AP5

The present study examined the involvement of the glutamatergic NMDA receptor (NMDAR) signaling pathway, specific microRNAs and apoptotic genes in the molecular and behavioral characteristics of glioblastoma multiforme (GBM) implanted into the dorsolateral striatum (DLS) in male Wistar rats. Following stereotaxic surgery, the C6 glioma cell line was implanted into the DLS to induce GBM (DLS-GBM), as confirmed by Magnetic Resonance Imaging (MRI) and Hematoxylin and Eosin (H&E) staining. Locomotor activity and exploratory behaviors were assessed using the Open Field test at 6 and 13 days post-induction of DLS-GBM, revealing alterations in these behaviors. Moreover, the DLS-GBM affected cognitive function, as animals underwent habituation followed by exposure to identical objects in the Novel Object Recognition test to assess memory performance.
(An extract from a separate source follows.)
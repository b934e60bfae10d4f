pub mod handlers;
pub mod server;

pub use handlers::ApiContext;
pub use server::ApiServer;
Repeated intra-DLS-GBM microinjections of the selective NMDAR antagonist D-AP5 (6 µg/rat) reduced the tumor volume and weight, increased survival rates, and improved behavioral outcomes. Additionally, the elevated levels of specific microRNAs (miRNAs) were associated with tumor progression, with D-AP5 lowering their expression compared to the untreated GBM group. Interestingly, D-AP5 treatment increased the expression of apoptotic genes, including Caspase-3 (9.2 folds), Caspase-9 (5.7 folds), Bax (3.5 folds), and Bak (2.7 folds), suggesting anti-tumoral effects of D-AP5 on glioblastoma cells. Taken together, these findings suggest that the blockade of NMDARs may offer therapeutic benefits by reducing tumor size and improving GBM-associated behavioral changes. Furthermore, the altered expression of specific miRNAs and apoptotic genes highlights their potential roles in GBM progression and regulatory pathways.